The CapRadio forensic audit was pulled offline on Friday and a corrected version released yesterday (Tuesday 8/20). The corrections reduce the amount of unsupported expenses by $6,400 and adjust some of the timelines for key players:

Someone must've just found a receipt for the station's Christmas dinner in their jacket pocket.

Seriously, $6400 is not material as compared to the hundreds of thousands of dollars that the audit implied were diverted into Subject #1's pocket, and the sweetheart deals that involved director conflict-of-interest.
 
Here's an interesting story: Vermont Public Radio announced that it has hired Vijay Singh as it's new CEO. When I saw that name, it sounded familiar.
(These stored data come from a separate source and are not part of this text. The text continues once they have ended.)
impl Dispatcher {
    pub fn new(
        role: Role,
        limits: ChannelLimits,
        certificate_store: std::sync::Arc<dyn uasc_crypto::certificate_store::CertificateStore>,
    ) -> Self {
        Dispatcher {
            role,
            limits,
            certificate_store,
            decoders: HashMap::new(),
            socket_to_channel: HashMap::new(),
            channel_to_socket: HashMap::new(),
            client_security_policy: SecurityPolicy::None,
            client_security_mode: MessageSecurityMode::None,
            requested_lifetime_ms: 3_600_000,
        }
    }

    /// Sets the policy/mode this dispatcher issues OpenSecureChannel with on
    /// the client side, right after a HELLO/ACK exchange completes. Has no
    /// effect on a server-role dispatcher.
    pub fn with_client_security(
        mut self,
        policy: SecurityPolicy,
        mode: MessageSecurityMode,
        requested_lifetime_ms: u32,
    ) -> Self {
        self.client_security_policy = policy;
        self.client_security_mode = mode;
        self.requested_lifetime_ms = requested_lifetime_ms;
        self
    }

    pub fn on_socket_created(&mut self, handle: SocketHandle) {
        self.decoders.insert(handle, FrameDecoder::new());
    }

    pub fn on_socket_closed(&mut self, handle: SocketHandle, registry: &mut ChannelRegistry) {
        self.decoders.remove(&handle);
        if let Some(channel_id) = self.socket_to_channel.remove(&handle) {
            self.channel_to_socket.remove(&channel_id);
            if let Some(channel) = registry.get_mut(channel_id) {
                channel.mark_closed();
            }
        }
    }

    /// Binds a socket to a channel the caller (event loop) has already
    /// created on the client side, e.g. right before sending its HELLO.
    pub fn bind_client_channel(&mut self, handle: SocketHandle, channel_id: u32) {
        self.bind(handle, channel_id);
    }

    /// Creates a fresh client-role channel for a newly-opened socket, binds
    /// it, and returns the HELLO frame to write. No-op (returns `Pending`)
    /// if this dispatcher isn't client-role.
    pub fn connect_client(
        &mut self,
        handle: SocketHandle,
        endpoint_url: &str,
        registry: &mut ChannelRegistry,
    ) -> DispatchOutcome {
        if self.role != Role::Client {
            return DispatchOutcome::Pending;
        }
        let mut channel = Channel::new(self.role, self.certificate_store.clone(), self.limits.clone());
        let hello = channel.make_hello(endpoint_url, &self.limits);
        let channel_id = registry.insert(channel);
        self.bind(handle, channel_id);

        match crate::framing::encode_handshake_frame(b"HEL", &hello) {
            Ok(bytes) => DispatchOutcome::Send(handle, bytes),
            Err(e) => DispatchOutcome::FatalError(handle, e.status()),
        }
    }

    fn bind(&mut self, handle: SocketHandle, channel_id: u32) {
        self.socket_to_channel.insert(handle, channel_id);
        self.channel_to_socket.insert(channel_id, handle);
    }

    pub fn channel_for_socket(&self, handle: SocketHandle) -> Option<u32> {
        self.socket_to_channel.get(&handle).copied()
    }

    pub fn socket_for_channel(&self, channel_id: u32) -> Option<SocketHandle> {
        self.channel_to_socket.get(&channel_id).copied()
    }

    /// Feeds freshly-received bytes for `handle` through the frame decoder,
    /// driving any number of channel FSM transitions and returning at most
    /// one actionable outcome per call (more frames may already be buffered;
    /// the event loop should call this again until it sees `Pending`).
    pub fn on_bytes(
        &mut self,
        handle: SocketHandle,
        bytes: &[u8],
        registry: &mut ChannelRegistry,
    ) -> DispatchOutcome {
        let Some(decoder) = self.decoders.get_mut(&handle) else {
            return DispatchOutcome::Pending;
        };
        decoder.push(bytes);

        let channel_id = self.socket_to_channel.get(&handle).copied();
        let decoding_options = channel_id
            .and_then(|id| registry.get(id))
            .map(|c| c.secure_channel().decoding_options().clone())
            .unwrap_or_else(DecodingOptions::minimal);

        let frame = match decoder.next_frame(&decoding_options) {
            Ok(Some(frame)) => frame,
            Ok(None) => return DispatchOutcome::Pending,
            Err(e) => return DispatchOutcome::FatalError(handle, e.status()),
        };

        match frame {
            TcpFrame::Hello(hello) => self.handle_hello(handle, &hello, registry),
            TcpFrame::Acknowledge(ack) => self.handle_ack(handle, &ack, registry),
            TcpFrame::Error(err) => {
                warn!("peer sent ERR {:?}: {}", err.error, err.reason);
                DispatchOutcome::FatalError(handle, err.error)
            }
            TcpFrame::ReverseHello(_) => {
                DispatchOutcome::FatalError(handle, StatusCode::BadTcpMessageTypeInvalid)
            }
            TcpFrame::Chunk(chunk) => self.handle_chunk(handle, chunk, registry),
        }
    }

    fn handle_hello(
        &mut self,
        handle: SocketHandle,
        hello: &uasc_types::HelloMessage,
        registry: &mut ChannelRegistry,
    ) -> DispatchOutcome {
        if self.role != Role::Server {
            return DispatchOutcome::FatalError(handle, StatusCode::BadTcpMessageTypeInvalid);
        }
        let mut channel = Channel::new(self.role, self.certificate_store.clone(), self.limits.clone());
        let ack = match channel.on_hello(hello, &self.limits) {
            Ok(ack) => ack,
            Err(e) => return DispatchOutcome::FatalError(handle, e.status()),
        };
        let channel_id = registry.insert(channel);
        self.bind(handle, channel_id);

        match crate::framing::encode_handshake_frame(b"ACK", &ack) {
            Ok(bytes) => DispatchOutcome::Send(handle, bytes),
            Err(e) => DispatchOutcome::FatalError(handle, e.status()),
        }
    }

    fn handle_ack(
        &mut self,
        handle: SocketHandle,
        ack: &uasc_types::AcknowledgeMessage,
        registry: &mut ChannelRegistry,
    ) -> DispatchOutcome {
        let Some(channel_id) = self.socket_to_channel.get(&handle).copied() else {
            return DispatchOutcome::FatalError(handle, StatusCode::BadTcpMessageTypeInvalid);
        };
        let Some(channel) = registry.get_mut(channel_id) else {
            return DispatchOutcome::FatalError(handle, StatusCode::BadTcpSecureChannelUnknown);
        };
        if let Err(e) = channel.on_ack(ack) {
            return DispatchOutcome::FatalError(handle, e.status());
        }

        let request_id = channel.allocate_request_id();
        let request = match channel.make_open_secure_channel_request(
            self.client_security_policy,
            self.client_security_mode,
            self.requested_lifetime_ms,
            request_id,
        ) {
            Ok(r) => r,
            Err(e) => return DispatchOutcome::FatalError(handle, e.status()),
        };
        let message = RequestMessage::OpenSecureChannel(request);
        match channel.encode_message(MessageChunkType::OpenSecureChannel, request_id, &message) {
            Ok(chunks) => DispatchOutcome::Send(handle, concat_chunks(&chunks)),
            Err(e) => DispatchOutcome::FatalError(handle, e.status()),
        }
    }

    fn handle_chunk(
        &mut self,
        handle: SocketHandle,
        chunk: uasc_core::comms::MessageChunk,
        registry: &mut ChannelRegistry,
    ) -> DispatchOutcome {
        let Some(channel_id) = self.socket_to_channel.get(&handle).copied() else {
            return DispatchOutcome::FatalError(handle, StatusCode::BadTcpSecureChannelUnknown);
        };
        let header = match chunk.message_header(&DecodingOptions::minimal()) {
            Ok(h) => h,
            Err(e) => return DispatchOutcome::FatalError(handle, e.status()),
        };

        match header.message_type {
            MessageChunkType::OpenSecureChannel => self.handle_opn_chunk(handle, channel_id, chunk, registry),
            MessageChunkType::CloseSecureChannel => self.handle_clo_chunk(handle, channel_id, chunk, registry),
            MessageChunkType::Message => {
                let Some(channel) = registry.get_mut(channel_id) else {
                    return DispatchOutcome::FatalError(handle, StatusCode::BadTcpSecureChannelUnknown);
                };
                // A server sees request bodies on MSG chunks, a client sees
                // the matching responses; the leading type id alone can't
                // disambiguate since the two enums don't share a namespace.
                if self.role == Role::Server {
                    match channel.receive_chunk::<RequestMessage>(chunk) {
                        Ok(ReceiveOutcome::Pending) => DispatchOutcome::Pending,
                        Ok(ReceiveOutcome::Message { request_id, message }) => DispatchOutcome::Request {
                            channel_id,
                            request_id,
                            request: message,
                        },
                        Ok(ReceiveOutcome::SendFailure { request_id, status }) => {
                            DispatchOutcome::SendFailure { channel_id, request_id, status }
                        }
                        Err(e) => DispatchOutcome::FatalError(handle, e.status()),
                    }
                } else {
                    match channel.receive_chunk::<ResponseMessage>(chunk) {
                        Ok(ReceiveOutcome::Pending) => DispatchOutcome::Pending,
                        Ok(ReceiveOutcome::Message { request_id, message }) => DispatchOutcome::Response {
                            channel_id,
                            request_id,
                            response: message,
                            newly_connected: false,
                        },
                        Ok(ReceiveOutcome::SendFailure { request_id, status }) => {
                            DispatchOutcome::SendFailure { channel_id, request_id, status }
                        }
                        Err(e) => DispatchOutcome::FatalError(handle, e.status()),
                    }
                }
            }
        }
    }

    fn handle_opn_chunk(
        &mut self,
        handle: SocketHandle,
        channel_id: u32,
        chunk: uasc_core::comms::MessageChunk,
        registry: &mut ChannelRegistry,
    ) -> DispatchOutcome {
        let Some(channel) = registry.get_mut(channel_id) else {
            return DispatchOutcome::FatalError(handle, StatusCode::BadTcpSecureChannelUnknown);
        };

        if self.role == Role::Server {
            match channel.receive_chunk::<RequestMessage>(chunk) {
                Ok(ReceiveOutcome::Message {
                    message: RequestMessage::OpenSecureChannel(request),
                    ..
                }) => {
                    let is_issue = request.request_type == uasc_types::SecurityTokenRequestType::Issue;
                    let response = match channel.on_open_secure_channel_request(&request, 3_600_000) {
                        Ok(r) => r,
                        Err(e) => return DispatchOutcome::FatalError(handle, e.status()),
                    };
                    let response_message = ResponseMessage::OpenSecureChannel(response);
                    match channel.encode_message(MessageChunkType::OpenSecureChannel, 0, &response_message) {
                        Ok(chunks) => {
                            let buffer = concat_chunks(&chunks);
                            if is_issue {
                                DispatchOutcome::ChannelEstablished { handle, buffer, channel_id }
                            } else {
                                DispatchOutcome::Send(handle, buffer)
                            }
                        }
                        Err(e) => DispatchOutcome::FatalError(handle, e.status()),
                    }
                }
                Ok(_) => DispatchOutcome::FatalError(handle, StatusCode::BadTcpMessageTypeInvalid),
                Err(e) => DispatchOutcome::FatalError(handle, e.status()),
            }
        } else {
            let was_first_connect = channel.state() == crate::fsm::ChannelState::ScConnecting;
            let outcome = match channel.receive_chunk::<ResponseMessage>(chunk) {
                Ok(ReceiveOutcome::Message {
                    message: ResponseMessage::OpenSecureChannel(response),
                    request_id,
                }) => match channel.on_open_secure_channel_response(&response) {
                    Ok(()) => Ok((channel.id, request_id, response)),
                    Err(e) => Err(e.status()),
                },
                Ok(_) => Err(StatusCode::BadTcpMessageTypeInvalid),
                Err(e) => Err(e.status()),
            };

            match outcome {
                Ok((real_id, request_id, response)) => {
                    if real_id != channel_id {
                        registry.rekey(channel_id, real_id);
                        self.bind(handle, real_id);
                    }
                    DispatchOutcome::Response {
                        channel_id: real_id,
                        request_id,
                        response: ResponseMessage::OpenSecureChannel(response),
                        newly_connected: was_first_connect,
                    }
                }
                Err(status) => DispatchOutcome::FatalError(handle, status),
            }
        }
    }

    fn handle_clo_chunk(
        &mut self,
        handle: SocketHandle,
        channel_id: u32,
        chunk: uasc_core::comms::MessageChunk,
        registry: &mut ChannelRegistry,
    ) -> DispatchOutcome {
        let Some(channel) = registry.get_mut(channel_id) else {
            return DispatchOutcome::FatalError(handle, StatusCode::BadTcpSecureChannelUnknown);
        };
        match channel.receive_chunk::<RequestMessage>(chunk) {
            Ok(ReceiveOutcome::Message {
                message: RequestMessage::CloseSecureChannel(request),
                request_id,
            }) => {
                channel.close();
                let response = CloseSecureChannelResponse {
                    response_header: uasc_types::ResponseHeader::new_good(&request.request_header),
                };
                let response_message = ResponseMessage::CloseSecureChannel(response);
                match channel.encode_message(MessageChunkType::CloseSecureChannel, request_id, &response_message) {
                    Ok(chunks) => DispatchOutcome::Send(handle, concat_chunks(&chunks)),
                    Err(e) => DispatchOutcome::FatalError(handle, e.status()),
                }
            }
            Ok(_) => DispatchOutcome::FatalError(handle, StatusCode::BadTcpMessageTypeInvalid),
            Err(e) => DispatchOutcome::FatalError(handle, e.status()),
        }
    }
}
Turns out there's a pro golfer by that name. Also turns out this particular Singh was most recently at CapRadio:

 
Here's an interesting story: Vermont Public Radio announced that it has hired Vijay Singh as it's new CEO. When I saw that name, it sounded familiar. Turns out there's a pro golfer by that name. Also turns out this particular Singh was most recently at CapRadio:


Vijay is a good guy---one of three department heads who stepped into the void when Reina bolted suddenly shortly after the auditors left in spring of '23 and began the work of untangling the lies and telling staff where we really stood.
 
Admittedly, I don't listen to Cap Pub Rad because the politics there and mine are opposite. Part of me is pleased that some trimming of what seems like a bloated budget with an unnecessarily large number of upper managers is finally taking place. As a Sac State alum, I always wondered why the college would support such an operation instead of using broadcast assets for student ran programming. But the broadcaster side of me is truly saddened by what has transpired at the almighty NPR affiliates across town. My heart really goes out to the staff that is affected by this. I hope that Singh can turn that sinking ship around and get it to where it should be.